__TASK BRIEF__. The answer must consist of each line below that contains the string "serde".

__RECORDS FOR THIS TASK__.
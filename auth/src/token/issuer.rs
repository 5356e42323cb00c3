use std::fmt;

use base64::engine::general_purpose::STANDARD_NO_PAD;
use base64::Engine;
use rand::rngs::OsRng;
use rand::RngCore;
use serde::Deserialize;
use serde::Serialize;

/// Raw entropy per token, in bytes.
const TOKEN_LENGTH: usize = 64;

/// An opaque remember-me session token.
///
/// Unpadded standard base64 over CSPRNG bytes. Valid for login only while it
/// is both in the local credential file and in the account's server-side
/// token list.
#[derive(Clone, PartialEq, Eq, Serialize, Deserialize)]
#[serde(transparent)]
pub struct SessionToken(String);

impl SessionToken {
    /// Wrap a token read back from storage.
    pub fn from_string(raw: String) -> Self {
        Self(raw)
    }

    /// Get the token as a string slice.
    pub fn as_str(&self) -> &str {
        &self.0
    }

    /// Consume self and return the inner string.
    pub fn into_string(self) -> String {
        self.0
    }
}

// Only a prefix ever reaches logs or panics.
impl fmt::Debug for SessionToken {
    fn fmt(&self, f: &mut fmt::Formatter<'_>) -> fmt::Result {
        let prefix = &self.0[..self.0.len().min(8)];
        write!(f, "SessionToken({prefix}…)")
    }
}

/// Generator for remember-me session tokens.
pub struct TokenIssuer;

impl TokenIssuer {
    pub fn new() -> Self {
        Self
    }

    /// Issue a fresh unguessable token.
    ///
    /// Fills a fixed-length buffer from the OS CSPRNG; always succeeds
    /// barring source exhaustion, which panics inside the RNG.
    pub fn issue(&self) -> SessionToken {
        let mut raw = [0u8; TOKEN_LENGTH];
        OsRng.fill_bytes(&mut raw);
        SessionToken(STANDARD_NO_PAD.encode(raw))
    }
}

impl Default for TokenIssuer {
    fn default() -> Self {
        Self::new()
    }
}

__OUTPUT FOR THIS TASK__.
use serde::Deserialize;
use serde::Serialize;
#[serde(transparent)]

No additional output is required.